いろいろな事情を抱えているお子さんが多く、会話をすることすらままならない中で、何ヶ月もかけて少しずつ心を開いてくれた時は何とも言えないほど嬉しいものです。
3年に一度異動があるので3回学校が変わり、どの学校にも数えきれないほどの思い出がありますが、最後の3年間をお世話になった学校ではこれまでにないほど過激で、過酷な経験をいたしました。
自分で言うのもおこがましいですが私はこの仕事を天職と思っていてある程度の自信はもっていたのですが、その学校に赴任した日にその自信は見事に崩れ去りました。
私を待ってくれていた子は入学式の時に大きな叫び声をあげ、先生に促されて途中退席をしました。
赴任初日だったので様子を伺っていましたが、これから先私に務まるのかと、初日から大きな不安に駆られたものです。
そんな不安を持っていようが持っていまいが子どもからのSOSは待ったなしなので、翌日からなんとかしなければなりません。

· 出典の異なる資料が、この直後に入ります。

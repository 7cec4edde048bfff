//! Grouping filaments into clusters of regularly spaced lines.
//!
//! The retriever samples the sheet at regular abscissae. At each sample, the
//! filaments crossing the vertical are sorted by ordinate and chained while
//! consecutive gaps match the interline: a chain of at least `line_count`
//! filaments is a *comb*, whose best window of `line_count` teeth is linked
//! into one group. Groups are then split into lines by projected ordinate.
//! A group with more than `line_count` lines is trimmed to the consecutive
//! lines of greatest total length, and the remaining lines are discarded.
//! A group with exactly `line_count` lines becomes a [`LineCluster`], its
//! line fragments being merged into one filament per line.

use indexmap::IndexMap;
use log::{debug, info};
use petgraph::unionfind::UnionFind;

use scorescan_core::{geometry::Bounds, identifier::FilamentId, lag::Lag};

use crate::{config::Parameters, factory::FilamentsFactory};

/// A set of filaments forming the lines of one staff candidate.
#[derive(Debug, Clone)]
pub struct LineCluster {
    interline: f64,
    lines: Vec<FilamentId>,
    bounds: Bounds,
}

impl LineCluster {
    /// Mean spacing between consecutive lines
    pub fn interline(&self) -> f64 {
        self.interline
    }

    /// One filament per line, top down
    pub fn lines(&self) -> &[FilamentId] {
        &self.lines
    }

    /// Box spanning the ending points of all lines
    pub fn bounds(&self) -> Bounds {
        self.bounds
    }
}

/// Retrieves line clusters among filaments for one interline value.
#[derive(Debug)]
pub struct ClustersRetriever {
    candidates: Vec<FilamentId>,
    interline: i32,
    line_count: usize,
    sampling_dx: f64,
    max_deviation: f64,
    global_slope: f64,
    clusters: Vec<LineCluster>,
}

impl ClustersRetriever {
    pub fn new(
        candidates: Vec<FilamentId>,
        interline: i32,
        params: &Parameters,
        global_slope: f64,
    ) -> Self {
        Self {
            candidates,
            interline,
            line_count: params.line_count(),
            sampling_dx: params.sampling_dx(),
            max_deviation: params.max_interline_deviation(),
            global_slope,
            clusters: Vec::new(),
        }
    }

    pub fn clusters(&self) -> &[LineCluster] {
        &self.clusters
    }

    pub fn into_clusters(self) -> Vec<LineCluster> {
        self.clusters
    }

    /// Builds the clusters and returns the candidates left out of any.
    pub fn build_info(&mut self, factory: &mut FilamentsFactory, lag: &mut Lag) -> Vec<FilamentId> {
        self.clusters.clear();
        let count = self.candidates.len();
        if count == 0 || self.line_count == 0 {
            return self.candidates.clone();
        }

        let mut union = UnionFind::<usize>::new(count);
        let mut in_comb = vec![false; count];
        // First tooth of each comb window, with the sum and count of its gaps
        let mut comb_gaps: Vec<(usize, f64, usize)> = Vec::new();

        let (x_min, x_max) = self.abscissa_range(factory);
        let min_gap = self.interline as f64 * (1.0 - self.max_deviation);
        let max_gap = self.interline as f64 * (1.0 + self.max_deviation);

        let mut x = x_min + self.sampling_dx / 2.0;
        while x <= x_max {
            let mut teeth: Vec<(f64, usize)> = self
                .candidates
                .iter()
                .enumerate()
                .filter_map(|(i, id)| {
                    let filament = factory.filament(*id)?;
                    filament
                        .geometry()
                        .covers(x)
                        .then(|| (filament.position_at(x), i))
                })
                .collect();
            teeth.sort_by(|a, b| a.0.total_cmp(&b.0));

            for chain in split_chains(&teeth, min_gap, max_gap) {
                if chain.len() < self.line_count {
                    continue;
                }
                let window = self.best_window(chain, factory);
                for pair in window.windows(2) {
                    union.union(pair[0].1, pair[1].1);
                }
                for (_, i) in window {
                    in_comb[*i] = true;
                }
                let (first, last) = (window[0], window[window.len() - 1]);
                comb_gaps.push((first.1, last.0 - first.0, window.len() - 1));
            }
            x += self.sampling_dx;
        }

        // Members of each group, in candidate order
        let mut groups: IndexMap<usize, Vec<usize>> = IndexMap::new();
        for i in (0..count).filter(|&i| in_comb[i]) {
            groups.entry(union.find(i)).or_default().push(i);
        }

        let mut kept = vec![false; count];
        for (root, members) in groups {
            let (gap_sum, gap_count) = comb_gaps
                .iter()
                .filter(|(first, _, _)| union.find(*first) == root)
                .fold((0.0, 0), |(s, c), (_, sum, n)| (s + sum, c + n));
            let interline = if gap_count > 0 {
                gap_sum / gap_count as f64
            } else {
                self.interline as f64
            };

            match self.build_cluster(&members, interline, factory, lag) {
                Some((cluster, used)) => {
                    for i in used {
                        kept[i] = true;
                    }
                    self.clusters.push(cluster);
                }
                None => {
                    debug!(members = members.len(); "Group does not match a staff");
                }
            }
        }

        let discarded: Vec<FilamentId> = self
            .candidates
            .iter()
            .zip(&kept)
            .filter(|(_, kept)| !**kept)
            .map(|(id, _)| *id)
            .collect();

        info!(
            interline = self.interline,
            clusters = self.clusters.len(),
            discarded = discarded.len();
            "Clusters retrieved"
        );
        discarded
    }

    fn abscissa_range(&self, factory: &FilamentsFactory) -> (f64, f64) {
        self.candidates
            .iter()
            .filter_map(|id| factory.filament(*id))
            .fold((f64::INFINITY, f64::NEG_INFINITY), |(lo, hi), f| {
                (lo.min(f.start_point().x()), hi.max(f.stop_point().x()))
            })
    }

    /// Window of `line_count` consecutive teeth with the longest filaments
    fn best_window<'t>(
        &self,
        chain: &'t [(f64, usize)],
        factory: &FilamentsFactory,
    ) -> &'t [(f64, usize)] {
        let length = |i: usize| {
            factory
                .filament(self.candidates[i])
                .map_or(0.0, |f| f.length())
        };
        let best = (0..=chain.len() - self.line_count)
            .map(|start| {
                let total: f64 = chain[start..start + self.line_count]
                    .iter()
                    .map(|(_, i)| length(*i))
                    .sum();
                (start, total)
            })
            .fold((0, f64::NEG_INFINITY), |best, cur| if cur.1 > best.1 { cur } else { best });
        &chain[best.0..best.0 + self.line_count]
    }

    /// Splits a group into lines and merges the fragments of each line.
    ///
    /// Returns the cluster with the group members it uses.
    fn build_cluster(
        &self,
        members: &[usize],
        interline: f64,
        factory: &mut FilamentsFactory,
        lag: &mut Lag,
    ) -> Option<(LineCluster, Vec<usize>)> {
        let ref_x = members
            .iter()
            .filter_map(|i| factory.filament(self.candidates[*i]))
            .map(|f| f.start_point().x())
            .fold(f64::INFINITY, f64::min);

        // Ordinate of each member brought back to the reference abscissa
        let mut projected: Vec<(f64, usize)> = members
            .iter()
            .filter_map(|i| {
                let f = factory.filament(self.candidates[*i])?;
                let center_x = (f.start_point().x() + f.stop_point().x()) / 2.0;
                let y = f.position_at(center_x) - self.global_slope * (center_x - ref_x);
                Some((y, *i))
            })
            .collect();
        projected.sort_by(|a, b| a.0.total_cmp(&b.0));

        let mut lines: Vec<Vec<usize>> = Vec::new();
        let mut last_y = f64::NEG_INFINITY;
        for (y, i) in projected {
            match lines.last_mut() {
                Some(line) if y - last_y <= interline / 2.0 => line.push(i),
                _ => lines.push(vec![i]),
            }
            last_y = y;
        }

        if lines.len() < self.line_count {
            return None;
        }
        if lines.len() > self.line_count {
            let start = self.longest_lines(&lines, factory);
            debug!(lines = lines.len(), kept_from = start; "Group trimmed to staff lines");
            lines = lines.drain(start..start + self.line_count).collect();
        }
        let used: Vec<usize> = lines.iter().flatten().copied().collect();
        let lines: Vec<Vec<FilamentId>> = lines
            .into_iter()
            .map(|line| line.into_iter().map(|i| self.candidates[i]).collect())
            .collect();

        let mut mains = Vec::with_capacity(lines.len());
        for line in lines {
            let main = line
                .iter()
                .copied()
                .max_by(|a, b| {
                    let la = factory.filament(*a).map_or(0.0, |f| f.length());
                    let lb = factory.filament(*b).map_or(0.0, |f| f.length());
                    la.total_cmp(&lb).then(b.cmp(a))
                })?;
            for other in line.into_iter().filter(|id| *id != main) {
                factory.merge(main, other, lag);
            }
            mains.push(main);
        }

        let bounds = mains
            .iter()
            .filter_map(|id| factory.filament(*id))
            .map(|f| {
                let (start, stop) = (f.start_point(), f.stop_point());
                Bounds::new(start.x(), start.y(), stop.x(), stop.y())
            })
            .reduce(|a, b| a.merge(&b))?;

        let cluster = LineCluster {
            interline,
            lines: mains,
            bounds,
        };
        Some((cluster, used))
    }

    /// First index of the `line_count` consecutive lines of greatest length
    fn longest_lines(&self, lines: &[Vec<usize>], factory: &FilamentsFactory) -> usize {
        let line_length = |line: &Vec<usize>| -> f64 {
            line.iter()
                .filter_map(|i| factory.filament(self.candidates[*i]))
                .map(|f| f.length())
                .sum()
        };
        let lengths: Vec<f64> = lines.iter().map(line_length).collect();
        lengths
            .windows(self.line_count)
            .map(|window| window.iter().sum::<f64>())
            .enumerate()
            .fold((0, f64::NEG_INFINITY), |best, (start, total)| {
                if total > best.1 { (start, total) } else { best }
            })
            .0
    }
}

/// Splits teeth sorted by ordinate into chains of regularly spaced teeth
fn split_chains(teeth: &[(f64, usize)], min_gap: f64, max_gap: f64) -> Vec<&[(f64, usize)]> {
    let mut chains = Vec::new();
    let mut start = 0;
    for i in 1..=teeth.len() {
        let breaks = i == teeth.len() || {
            let gap = teeth[i].0 - teeth[i - 1].0;
            gap < min_gap || gap > max_gap
        };
        if breaks {
            chains.push(&teeth[start..i]);
            start = i;
        }
    }
    chains
}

そんな時にいつも頭に浮かんだのは、常に子どもの目線で楽しみ、悲しみ、共感を大切にされていた、今は亡き大学の恩師のこと。当時は子どもたちと関わる先生の姿をよく目にしていましたが、その子たちを落ち着かせるために一緒に床の上に横たわり楽しそうにお話をされる先生を見た時、教授がそこまでするの⁈と思ったものですが、気づいたら私も子どもたちと一緒に床に寝転がっていました(笑)。
幸いにも赴任したその学校は公立の小学校であるにもかかわらずフリースクールのように困っている子どもたちへの対応がとても温かな学校だったので、私も気兼ねなく恩師の教えを実行することができました。
その学校での日々はそれまでで一番大変だったけれど、困っている子どもたちへの先生方の団結力は素晴らしく、そういう意味では一番心に残る、大好きな学校でもありました。
あれから6年、そんなご縁もあり、卒業式に参列させてもらうたびに彼らのことを思い出し、もう中学生だな、どうしているかなと思うのですが、最後の参列となった今年の卒業式で、何とその一番大変だった学校の校長先生と偶然お会いすることができたのです。
校長先生は今は教育委員会で働いておられて、祝辞を読まれるために中学校に来られていました。
あまりの懐かしさに立場もわきまえずに思わず声をかけさせていただくと、とても喜んでくださって、「あの頃は大変すぎてどうにかなりそうでしたよね」などとお話をしてくださいました。
そうか、校長先生でも大変だったのか、それなら私如きがへこたれても仕方がなかったんだな…、などと、式に参列しながら思わせていただきました。
今の全く異なる業種に就くにあたり、困っている子どもたちを見捨ててしまったような、逃げてしまったような負い目を心のどこかに持っていたように感じますが、最後の卒業式の参列でそのような思い出深い方とお会いでき、笑顔でお話をさせてもらうことができて、そんな負い目から私自身も卒業させてもらったような晴々しい気持ちになりました。
それにしても卒業生の瞳って何とキラキラと輝いていることでしょう。
彼らひとりひとりの未来が明るいものであるよう、願わずにはいられません。
今回の一枚はやはり、桜の写真で。
本文中の写真とこちらの写真は、廃校を訪れた際にフィルムカメラで撮らせていただいたものです。
私ごととなりましたが、最後まで読んでくださりどうもありがとうございました。